The family of al-Malla and al-Safi and the Hamish family go back to the al-Abdali tribe, which is in turn affiliated with the al-Arwalah-al-Anza tribe.
The Khandan family and the Yateem family: they are are affiliated with the al-Dulaim tribe.
The Hamam family: it is affiliated with the al-Obeid tribe.
The Jabash family: it is affiliated with the al-Jumaila tribe.
al-Huraira, al-Khabour, the Matar family and dozens of various other families: they are affiliated with the al-Hadidiyeen tribe.
The family of Jasim Muhammad and Muhammad Awad, who are of al-Jubur.
The family of Abd al-Rahman Ameen and Isma'il Ameen, who are affiliated with the al-Sab'awiyeen tribe.
There are a number of families whose origins go back to al-Nu'aim and al-Ma'amara and they are the Barghash family and the al-Sayyid Abid family and they are of al-Sadah.
Al-Omair family whose origins go back to al-Akaidat.
The family of Sa'id Hussein, the family of al-Hajj Yahya, the family of Abaltoun, the family of Shaker Abdullah, and they are of the Kurds, despite the fact they do not know the Kurdish language and do not speak it, and more than a century of time has passed since their migration to the area, and they are integrated [/fused] with the inhabitants of the area.
There are a number of families of Armenian origin who fled to al-Mahlabiyya when the Armenians migrated to Iraq, and they entered into Islam and integrated [/fused] with the inhabitants of the area and they are proud of their nationalism and Iraqiness. And they are the Yunis Muhtadi family, the Mous Arteen family, and the Abdullah Yateem family.
Our family- the N'amo- and the Murad family fled from Sinjar to al-Mahlabiyya and they go back in their origins to the Arab Quraish tribe.
Indeed the read future indicates that al-Mahlabiyya will regain its place in the time of the Abbasids, if God wills.
Translation Note
[i] I have followed another reading of these poetic lines that I believe makes much more sense.

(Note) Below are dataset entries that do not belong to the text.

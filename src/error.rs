//! Acumulación y presentación de diagnósticos.
//!
//! Cada pasada de análisis produce una colección [`Diagnostics`]
//! etiquetada con la categoría de sus errores. Ninguna pasada aborta
//! ante un error individual, por lo cual una misma ejecución puede
//! reportar tantos errores como sea posible.

use crate::source::{Located, Location};
use std::{
    error::Error,
    fmt::{self, Display},
};

mod sealed {
    pub trait Sealed {}
}

pub trait LocatedError: sealed::Sealed {
    fn source(&self) -> &dyn Error;
    fn location(&self) -> &Location;
}

pub struct Diagnostics {
    kind: &'static str,
    errors: Vec<Box<dyn 'static + LocatedError>>,
}

impl Diagnostics {
    pub fn kind(self, kind: &'static str) -> Self {
        Diagnostics { kind, ..self }
    }

    /// Registra un error más.
    pub fn push<E: 'static + Error>(&mut self, error: Located<E>) {
        tracing::debug!(kind = self.kind, location = %error.location(), "{}", error.as_ref());
        self.errors.push(Box::new(error));
    }

    pub fn len(&self) -> usize {
        self.errors.len()
    }

    pub fn is_empty(&self) -> bool {
        self.errors.is_empty()
    }

    pub fn iter(&self) -> impl Iterator<Item = &dyn LocatedError> {
        self.errors.iter().map(|error| error.as_ref())
    }

    /// Mensajes de error sin ubicación, en orden de reporte.
    pub fn messages(&self) -> Vec<String> {
        self.iter().map(|error| error.source().to_string()).collect()
    }
}

impl Default for Diagnostics {
    fn default() -> Self {
        Diagnostics {
            kind: "error",
            errors: Default::default(),
        }
    }
}

impl Display for Diagnostics {
    fn fmt(&self, fmt: &mut fmt::Formatter<'_>) -> fmt::Result {
        let Diagnostics { kind, errors } = self;

        if errors.is_empty() {
            return writeln!(fmt, "No errors were reported");
        }

        for error in errors {
            writeln!(fmt, "{}: {}", kind, error.source())?;

            let location = error.location();
            writeln!(fmt, " --> {}", location)?;

            let digits = location.end().line().to_string().chars().count();
            writeln!(fmt, "{:digits$} |", "", digits = digits)?;

            for line_number in location.start().line()..=location.end().line() {
                if let Some(line) = location.source().line(line_number) {
                    writeln!(fmt, "{:>digits$} | {}", line_number, line, digits = digits)?;
                }
            }

            let (from, to) = (location.start().column(), location.end().column().saturating_sub(1));
            let min = from.min(to).max(1);
            let max = from.max(to).max(1);

            let skip = (min - 1) as usize;
            let highlight = (max - min + 1) as usize;

            writeln!(
                fmt,
                "{:digits$} | {:skip$}{:^<highlight$}",
                "",
                "",
                "",
                digits = digits,
                skip = skip,
                highlight = highlight
            )?;

            writeln!(fmt)?;
        }

        let error_or_errors = if errors.len() == 1 { "error" } else { "errors" };
        writeln!(
            fmt,
            "Build failed with {} {}",
            errors.len(),
            error_or_errors
        )
    }
}

impl<E: Error> sealed::Sealed for Located<E> {}

impl<E: Error> LocatedError for Located<E> {
    fn source(&self) -> &dyn Error {
        self.as_ref()
    }

    fn location(&self) -> &Location {
        Located::location(self)
    }
}

#[cfg(test)]
mod tests {
    use super::*;
    use crate::source::{Position, Source};
    use thiserror::Error;

    #[derive(Error, Debug)]
    #[error("Symbol `{0}` is undefined")]
    struct Undefined(&'static str);

    #[test]
    fn renders_excerpt_and_summary() {
        let source = Source::new("t.ofp", "    x = 5;\n");
        let mut diagnostics = Diagnostics::default().kind("Reference error");
        diagnostics.push(Located::at(Undefined("x"), Location::at(source, 1, 5)));

        let rendered = diagnostics.to_string();
        assert!(rendered.starts_with("Reference error: Symbol `x` is undefined\n --> t.ofp:1:5\n"));
        assert!(rendered.contains("1 |     x = 5;\n"));
        assert!(rendered.contains("  |     ^\n"));
        assert!(rendered.ends_with("Build failed with 1 error\n"));
    }

    #[test]
    fn zero_width_column_does_not_underflow() {
        let source = Source::new("z.ofp", "x;\n");
        let origin = Position::new(1, 0);

        let mut diagnostics = Diagnostics::default();
        diagnostics.push(Located::at(Undefined("x"), Location::new(source, origin, origin)));

        let rendered = diagnostics.to_string();
        assert!(rendered.contains("  | ^\n"));
        assert!(rendered.ends_with("Build failed with 1 error\n"));
    }

    #[test]
    fn empty_collection() {
        let diagnostics = Diagnostics::default();
        assert!(diagnostics.is_empty());
        assert_eq!(diagnostics.to_string(), "No errors were reported\n");
    }
}
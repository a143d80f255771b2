//! Construcción de la tabla de símbolos.

use tracing::{debug_span, info};

use super::{DeclarationError, ScopeId, ScopeMap, Symbol, SymbolTable, Type};
use crate::{
    ast::{Ast, Block, EntryPoint, Function, Identifier, Item, Statement, TypeName},
    error::Diagnostics,
    source::Located,
};

pub fn build(ast: &Ast) -> (SymbolTable, ScopeMap, Diagnostics) {
    let _span = debug_span!("declarations").entered();

    let mut builder = Builder {
        table: SymbolTable::new(),
        scopes: ScopeMap::new(ast.node_count()),
        errors: Diagnostics::default().kind("Declaration error"),
    };

    let program = ast.program();
    let global = builder.table.global();
    builder.scopes.record(program.id, global);

    for item in &program.items {
        match item {
            Item::Function(function) => builder.function(global, function),
            Item::Main(entry) => builder.entry_point(global, entry),
        }
    }

    info!(errors = builder.errors.len(), "symbol table built");

    let Builder {
        table,
        scopes,
        errors,
    } = builder;

    (table, scopes, errors)
}

struct Builder {
    table: SymbolTable,
    scopes: ScopeMap,
    errors: Diagnostics,
}

impl Builder {
    fn entry_point(&mut self, global: ScopeId, entry: &EntryPoint) {
        let main = Identifier::from("main");
        if self.is_function(global, &main) {
            let error = DeclarationError::DuplicateMain;
            self.errors.push(Located::at(error, entry.location.clone()));
            return;
        }

        self.table.define(global, Symbol::function(main, Type::Void));

        // La rutina principal no pertenece a ninguna función de usuario
        let scope = self.table.open(global, None);
        self.scopes.record(entry.id, scope);

        self.block(scope, &entry.body);
    }

    fn function(&mut self, global: ScopeId, function: &Function) {
        let name = function.name.as_ref();

        let body = match &function.body {
            Some(body) => body,
            None => {
                let error = DeclarationError::MissingBody(name.clone());
                self.errors.push(Located::at(error, function.name.location().clone()));
                return;
            }
        };

        if self.is_function(global, name) {
            let error = DeclarationError::DuplicateFunction(name.clone());
            self.errors.push(Located::at(error, function.name.location().clone()));
            return;
        }

        let returns = self.resolve_type(&function.returns);
        let parameters: Option<Vec<_>> = function
            .parameters
            .iter()
            .map(|parameter| self.resolve_type(&parameter.of))
            .collect();

        let (returns, parameters) = match (returns, parameters) {
            (Some(returns), Some(parameters)) => (returns, parameters),
            _ => return,
        };

        let symbol = match self.table.define(global, Symbol::function(name.clone(), returns)) {
            Some(symbol) => symbol,
            None => return,
        };

        let scope = self.table.open(global, Some(symbol));
        self.scopes.record(function.id, scope);

        for (parameter, typ) in function.parameters.iter().zip(parameters) {
            let parameter_name = parameter.name.as_ref();
            match self.table.define(scope, Symbol::variable(parameter_name.clone(), typ)) {
                Some(id) => self.table.push_parameter(symbol, id),
                None => {
                    let error = DeclarationError::DuplicateParameter(parameter_name.clone());
                    self.errors.push(Located::at(error, parameter.name.location().clone()));
                }
            }
        }

        self.block(scope, body);
    }

    fn block(&mut self, parent: ScopeId, block: &Block) {
        let scope = self.table.open_block(parent);
        self.scopes.record(block.id, scope);

        for statement in &block.statements {
            self.statement(scope, statement);
        }
    }

    fn statement(&mut self, scope: ScopeId, statement: &Statement) {
        match statement {
            Statement::Declaration { of, name, .. } => {
                let typ = match self.resolve_type(of) {
                    Some(typ) => typ,
                    None => return,
                };

                let existing = self.table.param_local_resolve(scope, name.as_ref());
                if existing.map_or(false, |id| !self.table.symbol(id).is_function()) {
                    let error = DeclarationError::DuplicateVariable(name.as_ref().clone());
                    self.errors.push(Located::at(error, name.location().clone()));
                    return;
                }

                self.table.define(scope, Symbol::variable(name.as_ref().clone(), typ));
            }

            Statement::If {
                then, otherwise, ..
            } => {
                self.block(scope, then);
                if let Some(otherwise) = otherwise {
                    self.block(scope, otherwise);
                }
            }

            Statement::While { body, .. } => self.block(scope, body),

            Statement::Return { id, .. } => self.scopes.record(*id, scope),

            Statement::Assignment { .. } | Statement::Print { .. } | Statement::Call(_) => (),
        }
    }

    fn is_function(&self, scope: ScopeId, name: &Identifier) -> bool {
        self.table
            .local_resolve(scope, name)
            .map_or(false, |id| self.table.symbol(id).is_function())
    }

    fn resolve_type(&mut self, name: &TypeName) -> Option<Type> {
        match name.as_ref().parse() {
            Ok(typ) => Some(typ),
            Err(_) => {
                let error = DeclarationError::UnknownType(name.as_ref().clone());
                self.errors.push(Located::at(error, name.location().clone()));
                None
            }
        }
    }
}

#[cfg(test)]
mod tests {
    use super::*;
    use crate::ast;

    #[test]
    fn records_every_scoped_node() {
        let mut b = ast::Builder::new();
        let ret = b.ret(Some(b.read("a")));
        let add = b.function("int", "add", &[("int", "a"), ("int", "b")], vec![ret]);
        let decl = b.declare("int", "x", Some(b.int(1)));
        let main = b.main(vec![decl]);
        let tree = b.finish(vec![add, main]);

        let (table, scopes, errors) = build(&tree);
        assert!(errors.is_empty());

        let global = table.global();
        assert_eq!(scopes.get(tree.program().id), Some(global));

        let add = table.local_resolve(global, &Identifier::from("add")).unwrap();
        let function = table.symbol(add).as_function().unwrap();
        assert_eq!(function.returns, Type::Int);
        assert_eq!(function.parameters.len(), 2);

        assert!(table.local_resolve(global, &Identifier::from("main")).is_some());
        assert_eq!(table.scope(global).children().len(), 2);
    }

    #[test]
    fn duplicates_are_rejected() {
        let mut b = ast::Builder::new();
        let first = b.function("void", "f", &[("int", "a"), ("float", "a")], vec![]);
        let second = b.function("int", "f", &[], vec![]);
        let x = b.declare("int", "x", None);
        let again = b.declare("float", "x", None);
        let main = b.main(vec![x, again]);
        let other = b.main(vec![]);
        let tree = b.finish(vec![first, second, main, other]);

        let (table, _, errors) = build(&tree);
        assert_eq!(
            errors.messages(),
            [
                "Parameter `a` is declared more than once",
                "Function `f` is already defined",
                "Variable `x` is already declared in this scope",
                "Function `main` is already defined",
            ]
        );

        let f = table.local_resolve(table.global(), &Identifier::from("f")).unwrap();
        assert_eq!(table.symbol(f).typ(), Type::Void);
    }

    #[test]
    fn unknown_types_skip_declarations() {
        let mut b = ast::Builder::new();
        let bad = b.function("number", "f", &[], vec![]);
        let decl = b.declare("bool[]", "flags", None);
        let main = b.main(vec![decl]);
        let tree = b.finish(vec![bad, main]);

        let (table, _, errors) = build(&tree);
        assert_eq!(errors.messages(), ["Unknown type `number`", "Unknown type `bool[]`"]);
        assert!(table.local_resolve(table.global(), &Identifier::from("f")).is_none());
    }
}
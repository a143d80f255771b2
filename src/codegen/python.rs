use std::fmt::{self, Write};

use tracing::{debug_span, info};

use crate::{
    ast::{Ast, BinOp, Block, Call, EntryPoint, Expr, Function, Item, Statement},
    semantic::{type_of, Analysis, ScopeId, ScopeMap, SymbolTable, Type},
    source::Located,
};

/// Identificadores de Python que no pueden usarse como nombres.
const RESERVED: &[&str] = &[
    "False", "None", "True", "and", "as", "assert", "async", "await", "break", "class",
    "continue", "def", "del", "elif", "else", "except", "finally", "for", "from", "global",
    "if", "import", "in", "is", "lambda", "nonlocal", "not", "or", "pass", "raise", "return",
    "try", "while", "with", "yield", "ArithmeticError", "AssertionError", "AttributeError",
    "BaseException", "BlockingIOError", "BrokenPipeError", "BufferError", "BytesWarning",
    "ChildProcessError", "ConnectionAbortedError", "ConnectionError", "ConnectionRefusedError",
    "ConnectionResetError", "DeprecationWarning", "EOFError", "Ellipsis", "EnvironmentError",
    "Exception", "FileExistsError", "FileNotFoundError", "FloatingPointError", "FutureWarning",
    "GeneratorExit", "IOError", "ImportError", "ImportWarning", "IndentationError",
    "IndexError", "InterruptedError", "IsADirectoryError", "KeyError", "KeyboardInterrupt",
    "LookupError", "MemoryError", "NameError", "NotADirectoryError", "NotImplemented",
    "NotImplementedError", "OSError", "OverflowError", "PendingDeprecationWarning",
    "PermissionError", "ProcessLookupError", "RecursionError", "ReferenceError",
    "ResourceWarning", "RuntimeError", "RuntimeWarning", "StopAsyncIteration", "StopIteration",
    "SyntaxError", "SyntaxWarning", "SystemError", "SystemExit", "TabError", "TimeoutError",
    "TypeError", "UnboundLocalError", "UnicodeDecodeError", "UnicodeEncodeError",
    "UnicodeError", "UnicodeTranslateError", "UnicodeWarning", "UserWarning", "ValueError",
    "Warning", "ZeroDivisionError", "__build_class__", "__debug__", "__doc__", "__import__",
    "__loader__", "__name__", "__package__", "__spec__", "abs", "all", "any", "ascii", "bin",
    "bool", "bytearray", "bytes", "callable", "chr", "classmethod", "compile", "complex",
    "copyright", "credits", "delattr", "dict", "dir", "divmod", "enumerate", "eval", "exec",
    "exit", "filter", "float", "format", "frozenset", "getattr", "globals", "hasattr", "hash",
    "help", "hex", "id", "input", "int", "isinstance", "issubclass", "iter", "len", "license",
    "list", "locals", "map", "max", "memoryview", "min", "next", "object", "oct", "open", "ord",
    "pow", "print", "property", "quit", "range", "repr", "reversed", "round", "set", "setattr",
    "slice", "sorted", "staticmethod", "str", "sum", "super", "tuple", "type", "vars", "zip",
];

const INDENT: usize = 4;

pub fn transpile<W: Write>(ast: &Ast, analysis: &Analysis, output: &mut W) -> fmt::Result {
    let _span = debug_span!("python").entered();

    let mut transpiler = Transpiler {
        output,
        depth: 0,
        table: analysis.table(),
        scopes: analysis.scopes(),
    };

    // Las definiciones de funciones preceden al código de nivel superior
    let items = &ast.program().items;
    for item in items {
        if let Item::Function(function) = item {
            transpiler.function(function)?;
        }
    }

    for item in items {
        if let Item::Main(entry) = item {
            transpiler.entry_point(entry)?;
        }
    }

    info!("python emitted");
    Ok(())
}

/// Nombre seguro para Python.
///
/// Los nombres prefijados pueden coincidir con un nombre del programa que
/// ya empiece con `ofp_`; esos se dejan intactos.
fn safe(name: &str) -> String {
    if RESERVED.contains(&name) {
        format!("ofp_{}", name)
    } else {
        String::from(name)
    }
}

fn quote<I: IntoIterator<Item = char>>(text: I) -> String {
    let mut quoted = String::from("'");
    for c in text {
        match c {
            '\\' => quoted.push_str("\\\\"),
            '\'' => quoted.push_str("\\'"),
            '\n' => quoted.push_str("\\n"),
            '\t' => quoted.push_str("\\t"),
            '\r' => quoted.push_str("\\r"),
            _ => quoted.push(c),
        }
    }

    quoted.push('\'');
    quoted
}

struct Transpiler<'a, W> {
    output: &'a mut W,
    depth: usize,
    table: &'a SymbolTable,
    scopes: &'a ScopeMap,
}

impl<W: Write> Transpiler<'_, W> {
    fn output(&mut self) -> &mut W {
        &mut *self.output
    }

    fn indent(&mut self) -> fmt::Result {
        write!(self.output, "{:1$}", "", self.depth * INDENT)
    }

    fn function(&mut self, function: &Function) -> fmt::Result {
        let table = self.table;
        let body = function.body.as_ref();
        let symbol = self.scopes.get(function.id).and_then(|scope| table.function_of(scope));

        let (body, (_, symbol)) = match (body, symbol) {
            (Some(body), Some(symbol)) => (body, symbol),
            _ => return Ok(()),
        };

        let parameters: Vec<_> = symbol
            .parameters
            .iter()
            .map(|&parameter| safe(table.symbol(parameter).name().as_ref()))
            .collect();

        emit!(self, "def {}({}):", safe(symbol.name.as_ref()), parameters.join(", "))?;
        self.block(body)?;
        emit!(self)
    }

    fn entry_point(&mut self, entry: &EntryPoint) -> fmt::Result {
        if self.scopes.get(entry.id).is_some() {
            self.statements(&entry.body)?;
        }

        Ok(())
    }

    /// Bloque indentado un nivel más que su encabezado.
    fn block(&mut self, block: &Block) -> fmt::Result {
        self.depth += 1;
        let result = self.statements(block);
        self.depth -= 1;

        result
    }

    fn statements(&mut self, block: &Block) -> fmt::Result {
        if block.statements.is_empty() {
            return emit!(self, "pass");
        }

        let scope = self.scopes.scope_of(block.id);
        for statement in &block.statements {
            self.statement(scope, statement)?;
        }

        Ok(())
    }

    fn statement(&mut self, scope: ScopeId, statement: &Statement) -> fmt::Result {
        match statement {
            Statement::Declaration { name, value, .. } => {
                let value = match value {
                    Some(value) => self.expr(scope, value),
                    None => String::from("None"),
                };

                emit!(self, "{} = {}", safe(name.as_ref().as_ref()), value)
            }

            Statement::Assignment {
                target,
                index,
                value,
            } => {
                let target = safe(target.as_ref().as_ref());
                let value = self.expr(scope, value);

                match index {
                    Some(index) => {
                        let index = self.expr(scope, index);
                        emit!(self, "{}[{}] = {}", target, index, value)
                    }

                    None => emit!(self, "{} = {}", target, value),
                }
            }

            Statement::If {
                condition,
                then,
                otherwise,
            } => {
                let condition = self.expr(scope, condition);
                emit!(self, "if {}:", condition)?;
                self.block(then)?;

                // Un `else` cuyo único contenido es otro `if` se reduce a `elif`
                let mut otherwise = otherwise.as_ref();
                while let Some(block) = otherwise {
                    match block.statements.as_slice() {
                        [Statement::If {
                            condition,
                            then,
                            otherwise: next,
                        }] => {
                            let scope = self.scopes.scope_of(block.id);
                            let condition = self.expr(scope, condition);

                            emit!(self, "elif {}:", condition)?;
                            self.block(then)?;
                            otherwise = next.as_ref();
                        }

                        _ => {
                            emit!(self, "else:")?;
                            self.block(block)?;
                            break;
                        }
                    }
                }

                Ok(())
            }

            Statement::While { condition, body } => {
                let condition = self.expr(scope, condition);
                emit!(self, "while {}:", condition)?;
                self.block(body)
            }

            Statement::Return { value: None, .. } => emit!(self, "return"),

            Statement::Return {
                value: Some(value), ..
            } => {
                let value = self.expr(scope, value);
                emit!(self, "return {}", value)
            }

            Statement::Print { newline, value } => {
                let value = value.as_ref().map(|value| self.expr(scope, value));
                match (value, *newline) {
                    (Some(value), true) => emit!(self, "print({})", value),
                    (Some(value), false) => emit!(self, "print({}, end='')", value),
                    (None, true) => emit!(self, "print()"),
                    (None, false) => emit!(self, "print(end='')"),
                }
            }

            Statement::Call(call) => {
                let call = self.call(scope, call);
                emit!(self, "{}", call)
            }
        }
    }

    fn call(&self, scope: ScopeId, call: &Call) -> String {
        let arguments: Vec<_> = call
            .arguments
            .iter()
            .map(|argument| self.expr(scope, argument))
            .collect();

        format!("{}({})", safe(call.function.as_ref().as_ref()), arguments.join(", "))
    }

    fn expr(&self, scope: ScopeId, expr: &Located<Expr>) -> String {
        match expr.as_ref() {
            Expr::Int(value) => value.to_string(),
            Expr::Float(value) => format!("{:?}", value),
            Expr::Bool(true) => String::from("True"),
            Expr::Bool(false) => String::from("False"),
            Expr::Char(value) => quote(Some(*value)),
            Expr::Str(value) => quote(value.chars()),
            Expr::Read(name) => safe(name.as_ref().as_ref()),
            Expr::Call(call) => self.call(scope, call),

            Expr::Index { array, index } => {
                format!("{}[{}]", safe(array.as_ref().as_ref()), self.expr(scope, index))
            }

            Expr::Length(inner) => format!("len({})", self.expr(scope, inner)),
            Expr::Paren(inner) => format!("({})", self.expr(scope, inner)),
            Expr::Negate(inner) => format!("-{}", self.expr(scope, inner)),

            Expr::Binary(lhs, op, rhs) => {
                let (left, right) = (self.expr(scope, lhs), self.expr(scope, rhs));

                // La división entera trunca igual que en bytecode
                if *op == BinOp::Div && type_of(self.table, self.scopes, scope, lhs) == Type::Int {
                    format!("int({} / {})", left, right)
                } else {
                    format!("{} {} {}", left, op, right)
                }
            }

            Expr::ArrayLiteral(elements) => {
                let elements: Vec<_> = elements
                    .iter()
                    .map(|element| self.expr(scope, element))
                    .collect();

                format!("[{}]", elements.join(", "))
            }

            Expr::NewArray { of, size } => {
                let zero = match of.as_ref().parse::<Type>() {
                    Ok(Type::Float) => "0.0",
                    _ => "0",
                };

                format!("[{}] * {}", zero, self.expr(scope, size))
            }
        }
    }
}
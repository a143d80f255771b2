macro_rules! emit {
    ($context:expr) => {
        writeln!($context.output())
    };

    ($context:expr, $($format:tt)*) => {{
        $context.indent()?;
        writeln!($context.output(), $($format)*)
    }};
}
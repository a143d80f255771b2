//! Representación en bytecode de máquina de pila.
//!
//! Una [`Unit`] contiene todo lo necesario para construir un
//! contenedor ejecutable: nombres, banderas de acceso, firmas,
//! cantidad de locales y el listado de instrucciones de cada función.
//! La serialización del contenedor en sí no forma parte del compilador.

use std::{
    fmt::{self, Display},
    rc::Rc,
};

use bitflags::bitflags;

use crate::semantic::Type;

bitflags! {
    /// Banderas de acceso de una función emitida.
    pub struct AccessFlags: u16 {
        /// Visible desde fuera de la unidad.
        const PUBLIC = 0x0001;

        /// Visible únicamente dentro de la unidad.
        const PRIVATE = 0x0002;

        /// No requiere instancia.
        const STATIC = 0x0008;
    }
}

pub struct Unit {
    pub name: String,
    pub functions: Vec<Function>,
}

impl Unit {
    pub fn function(&self, name: &str) -> Option<&Function> {
        self.functions.iter().find(|function| &*function.name == name)
    }
}

pub struct Function {
    pub name: Rc<str>,
    pub access: AccessFlags,
    pub signature: Signature,

    /// Tamaño del área de locales, incluyendo argumentos.
    pub max_locals: u16,
    pub body: Vec<Instruction>,
}

#[derive(Clone, Debug, PartialEq, Eq)]
pub struct Signature {
    pub parameters: Vec<Type>,
    pub returns: Type,
}

impl Display for Signature {
    fn fmt(&self, fmt: &mut fmt::Formatter<'_>) -> fmt::Result {
        fmt.write_str("(")?;
        for (i, parameter) in self.parameters.iter().enumerate() {
            if i > 0 {
                fmt.write_str(", ")?;
            }

            write!(fmt, "{}", parameter)?;
        }

        write!(fmt, ") -> {}", self.returns)
    }
}

#[derive(Copy, Clone, Debug, PartialEq, Eq)]
pub struct Label(pub u32);

#[derive(Copy, Clone, Debug, PartialEq, Eq)]
pub struct Local(pub u16);

/// Categoría de almacenamiento de un valor en pila o en locales.
#[derive(Copy, Clone, Debug, PartialEq, Eq)]
pub enum Kind {
    /// Enteros, booleanos y caracteres.
    Int,
    Float,

    /// Cadenas y arreglos.
    Ref,
}

impl Kind {
    pub fn of(typ: Type) -> Kind {
        match typ {
            Type::Float => Kind::Float,
            Type::Int | Type::Bool | Type::Char => Kind::Int,
            _ => Kind::Ref,
        }
    }

    /// Cantidad de slots de local que ocupa.
    pub fn width(self) -> u16 {
        match self {
            Kind::Float => 2,
            Kind::Int | Kind::Ref => 1,
        }
    }
}

/// Tipo de elemento de un arreglo.
#[derive(Copy, Clone, Debug, PartialEq, Eq)]
pub enum Element {
    Int,
    Float,
    Char,
}

impl Element {
    pub fn of(typ: Type) -> Option<Element> {
        match typ {
            Type::Int => Some(Element::Int),
            Type::Float => Some(Element::Float),
            Type::Char => Some(Element::Char),
            _ => None,
        }
    }
}

#[derive(Clone, Debug, PartialEq)]
pub enum Constant {
    Int(i32),
    Float(f64),
    Char(char),
    Str(Rc<str>),
}

#[derive(Copy, Clone, Debug, PartialEq, Eq)]
pub enum Arithmetic {
    Add,
    Sub,
    Mul,
    Div,
}

/// Condición de salto. Sobre [`Kind::Ref`] compara por valor.
#[derive(Copy, Clone, Debug, PartialEq, Eq)]
pub enum Condition {
    Less,
    Greater,
    Equal,
    NotEqual,
}

#[derive(Clone, Debug, PartialEq)]
pub enum Instruction {
    SetLabel(Label),
    Jump(Label),

    /// Consume un entero y salta si es cero.
    JumpIfFalse(Label),

    /// Consume dos operandos y salta si la condición se cumple.
    IfCompare(Kind, Condition, Label),

    Push(Constant),
    Pop(Kind),
    Dup,
    Load(Kind, Local),
    Store(Kind, Local),
    LoadArgument(Kind, u16),
    StoreArgument(Kind, u16),
    NewArray(Element),
    ArrayLoad(Element),
    ArrayStore(Element),
    ArrayLength,
    StringLength,
    CharAt,
    Arithmetic(Kind, Arithmetic),
    Negate(Kind),
    Call {
        target: Rc<str>,
        signature: Signature,
    },

    /// `value` es `None` para imprimir solo el fin de línea.
    Print {
        value: Option<Type>,
        newline: bool,
    },

    Return(Option<Kind>),
}

#[cfg(test)]
mod tests {
    use super::*;

    #[test]
    fn signature_display() {
        let signature = Signature {
            parameters: vec![Type::Int, Type::FloatArray],
            returns: Type::Void,
        };

        assert_eq!(signature.to_string(), "(int, float[]) -> void");
    }

    #[test]
    fn slot_widths() {
        assert_eq!(Kind::of(Type::Float).width(), 2);
        assert_eq!(Kind::of(Type::Char), Kind::Int);
        assert_eq!(Kind::of(Type::CharArray), Kind::Ref);
    }
}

The reading is as follows:
أيا جبلي سنجار ما كنتما لنا مقيظا ولا مشتى ولا متربعا
[...]
فلو جبلا عوج شكونا إليهما جرت عبرات منهما أو تصدعا
بكى يوم تل المحلبية صابئ، وألهى عويدا بثه فتقنعا
The background to this is that Khalid al-Zubaidi came to Sinjar. Among those accompanying him were his two cousins, one called Sabi and another called Owaid. One day they drank from the drink of Sinjar and they longed for their land. So Khalid said the words above.